Innovative solutions like vertical farming are a great initiative, but in regions with a considerable amount of arable land, such as the non-urban developments across the African continent, there is a simpler solution.
As stated by my fellow panellist H.E. Dr Muhammad Sulaiman Al Jasser, finding a solution isn’t rocket science. What we need is to create a farming ecosystem that keeps people on the farms to produce the goods they, and our urban population, need.
I completely agree. Our solution to building a successful farming ecosystem, and thus food system, is to show young people that they can make a profit and enjoy farming. It’s as simple as that.
Unfortunately, this is not currently the case.
At the moment, more profit is made by the individuals who transport the food than the ones who cultivate it over months or years. Further, in Africa where the average farmer pays a great deal of annual interest, less and less profit is earned. As a result, farmers are failing to feed their families, let alone educate themselves and make themselves prosperous.
It is due to our current global credit system that these annual interest rates are so extortionate. Currently, our global credit system is determined by global rating agencies, such as S&P and Moody’s, who asses the relative long-term credit risk associated with certain countries and assign them a rank or score.
While these assessments are determined by qualitative figures, there is certainly a highly subjective aspect of these rankings, especially when it comes to countries that have little to no public data, like many African nations. As a result, due to disparities in perception risk, many African countries have been given low credit ratings, which in turn affect their national interest rate.
Under this system, which until the middle of March considered Ukraine to represent a safer investment than Malawi, a country without war for over 40 years, it is clear how Africa’s food system and further our global food system has gotten to this breaking point.
This needs to change. We need to stop looking at Africa as a victim in the food game but rather as an underutilised resource for food.
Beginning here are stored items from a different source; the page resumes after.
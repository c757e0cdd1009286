//! # Configuration
//!
//! Centralizes all settings with a clear override hierarchy:
//! defaults → config file → env vars → CLI flags.
//!
//! Config lives at `~/.finwell/config.toml`. If missing on first run, a
//! commented-out default is generated so users can discover all options.

use log::{debug, info, warn};
use serde::{Deserialize, Serialize};
use std::fmt;
use std::fs;
use std::path::PathBuf;

use crate::core::catalog::StationId;

// ============================================================================
// Config Structs (all fields Option<T> for sparse TOML)
// ============================================================================

#[derive(Debug, Default, Deserialize, Serialize)]
pub struct FinwellConfig {
    #[serde(default)]
    pub general: GeneralConfig,
    #[serde(default)]
    pub simulation: SimulationConfig,
}

#[derive(Debug, Default, Deserialize, Serialize)]
pub struct GeneralConfig {
    /// Skip the menu and open this station on launch.
    pub start_station: Option<StationId>,
    pub currency_symbol: Option<String>,
}

#[derive(Debug, Default, Deserialize, Serialize)]
pub struct SimulationConfig {
    pub trials: Option<u32>,
    pub mean_return_pct: Option<f64>,
    pub volatility_pct: Option<f64>,
    pub inflation_pct: Option<f64>,
}

// ============================================================================
// Defaults
// ============================================================================

pub const DEFAULT_CURRENCY_SYMBOL: &str = "$";
pub const DEFAULT_TRIALS: u32 = 1000;
pub const DEFAULT_MEAN_RETURN_PCT: f64 = 6.5;
pub const DEFAULT_VOLATILITY_PCT: f64 = 15.0;
pub const DEFAULT_INFLATION_PCT: f64 = 2.5;

// ============================================================================
// Resolved Config (concrete values, no Options)
// ============================================================================

#[derive(Debug, Clone)]
pub struct ResolvedConfig {
    pub start_station: Option<StationId>,
    pub currency_symbol: String,
    pub trials: u32,
    pub mean_return_pct: f64,
    pub volatility_pct: f64,
    pub inflation_pct: f64,
}

impl Default for ResolvedConfig {
    fn default() -> Self {
        Self {
            start_station: None,
            currency_symbol: DEFAULT_CURRENCY_SYMBOL.to_string(),
            trials: DEFAULT_TRIALS,
            mean_return_pct: DEFAULT_MEAN_RETURN_PCT,
            volatility_pct: DEFAULT_VOLATILITY_PCT,
            inflation_pct: DEFAULT_INFLATION_PCT,
        }
    }
}

// ============================================================================
// Error Type
// ============================================================================

#[derive(Debug)]
pub enum ConfigError {
    Io(std::io::Error),
    Parse(toml::de::Error),
}

impl fmt::Display for ConfigError {
    fn fmt(&self, f: &mut fmt::Formatter<'_>) -> fmt::Result {
        match self {
            ConfigError::Io(e) => write!(f, "config I/O error: {e}"),
            ConfigError::Parse(e) => write!(f, "config parse error: {e}"),
        }
    }
}

impl std::error::Error for ConfigError {}

// ============================================================================
// Loading
// ============================================================================

/// Returns the path to `~/.finwell/config.toml`.
pub fn config_path() -> Option<PathBuf> {
    dirs::home_dir().map(|h| h.join(".finwell").join("config.toml"))
}

/// Load config from `~/.finwell/config.toml`.
///
/// If the file doesn't exist, generates a commented-out default and
/// returns `FinwellConfig::default()`. If it exists but is malformed,
/// returns `ConfigError::Parse`.
pub fn load_config() -> Result<FinwellConfig, ConfigError> {
    let path = match config_path() {
        Some(p) => p,
        None => {
            warn!("Could not determine home directory, using default config");
            return Ok(FinwellConfig::default());
        }
    };

    if !path.exists() {
        info!("No config file found, generating default at {}", path.display());
        generate_default_config(&path);
        return Ok(FinwellConfig::default());
    }

    let contents = fs::read_to_string(&path).map_err(ConfigError::Io)?;
    let config: FinwellConfig = toml::from_str(&contents).map_err(ConfigError::Parse)?;
    info!("Loaded config from {}", path.display());
    debug!("Config: {:?}", config);
    Ok(config)
}

/// Generates a commented-out default config file at the given path.
fn generate_default_config(path: &PathBuf) {
    let default_content = r#"# Finwell Configuration
# All settings are optional — defaults are used for anything not specified.
# Override hierarchy: defaults → this file → env vars → CLI flags.

# [general]
# start_station = "foundation"   # "education", "foundation", "protection", "investment"
# currency_symbol = "$"

# [simulation]
# trials = 1000                  # Monte Carlo trial count
# mean_return_pct = 6.5          # expected annual return, percent
# volatility_pct = 15.0          # annual return standard deviation, percent
# inflation_pct = 2.5            # assumed annual inflation, percent
"#;

    if let Some(parent) = path.parent() {
        if let Err(e) = fs::create_dir_all(parent) {
            warn!("Failed to create config directory: {}", e);
            return;
        }
    }
    if let Err(e) = fs::write(path, default_content) {
        warn!("Failed to write default config: {}", e);
    }
}

// ============================================================================
// Resolution
// ============================================================================

/// Resolve the final config by collapsing: defaults → config file → env vars → CLI.
///
/// `cli_station` is from the `--station` flag (None = not specified).
pub fn resolve(config: &FinwellConfig, cli_station: Option<StationId>) -> ResolvedConfig {
    // Start station: CLI → env → config → none (menu)
    let start_station = cli_station
        .or_else(|| {
            std::env::var("FINWELL_STATION")
                .ok()
                .and_then(|s| StationId::from_name(&s.to_lowercase()))
        })
        .or(config.general.start_station);

    // Currency symbol: env → config → default
    let currency_symbol = std::env::var("FINWELL_CURRENCY")
        .ok()
        .or_else(|| config.general.currency_symbol.clone())
        .unwrap_or_else(|| DEFAULT_CURRENCY_SYMBOL.to_string());

    ResolvedConfig {
        start_station,
        currency_symbol,
        trials: config.simulation.trials.unwrap_or(DEFAULT_TRIALS).max(1),
        mean_return_pct: config
            .simulation
            .mean_return_pct
            .unwrap_or(DEFAULT_MEAN_RETURN_PCT),
        volatility_pct: config
            .simulation
            .volatility_pct
            .unwrap_or(DEFAULT_VOLATILITY_PCT)
            .max(0.0),
        inflation_pct: config
            .simulation
            .inflation_pct
            .unwrap_or(DEFAULT_INFLATION_PCT),
    }
}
If we support African farmers, particularly smallholder farmers, through accessible and affordable capital access initiatives, then we have a chance to combat global food insecurity. These initiatives are simple and include having fair interest rates and available credit for farmers along with the certainty of purchase for produced goods.
At Tingo, we aim to provide fair funding to all our farmers, offering accessible access to capital to assist smallholders. In turn, we hope to encourage other private corporations to do the same, making agriculture and farming profitable and thus attractive to young people.
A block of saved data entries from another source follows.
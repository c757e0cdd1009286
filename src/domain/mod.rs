//! # Domain Calculators
//!
//! Pure functions behind the station modules. Every calculator is a
//! deterministic function of its inputs: no I/O, no UI types, no shared
//! state. The TUI mounts exactly one module at a time and never needs to
//! read these results back — each module computes and displays its own.
//!
//! Input validation happens at the form boundary (clamping, fallback to
//! defaults), so the functions here are total over the values they receive.

pub mod budget;
pub mod compound;
pub mod cover;
pub mod debt;
pub mod emergency;
pub mod esg;
pub mod inflation;
pub mod loan;
pub mod retirement;
pub mod risk;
However, we cannot solely focus on private initiatives since, as H.E. Dr Muhammad Sulaiman Al Jasser rightfully pointed out, shark lenders will always exist. So, while our entire system needs to shift to create accessible and affordable capital for African farmers, it is important that governments also take it upon themselves to create an ecosystem that supports small lenders that ultimately provide capital to our smallholder farmers.
To combat global food insecurity, we need to create a system that puts African farmers first by giving them easy access to funds, allowing them to farm on the hundreds of acres of uncultivated African land.
We need to make the farmers, especially our smallholder farmers who produce the best food for value, the heroes. If we support these farmers and don’t harvest them, but help them harvest our food, then we have a fighting chance at feeding ourselves.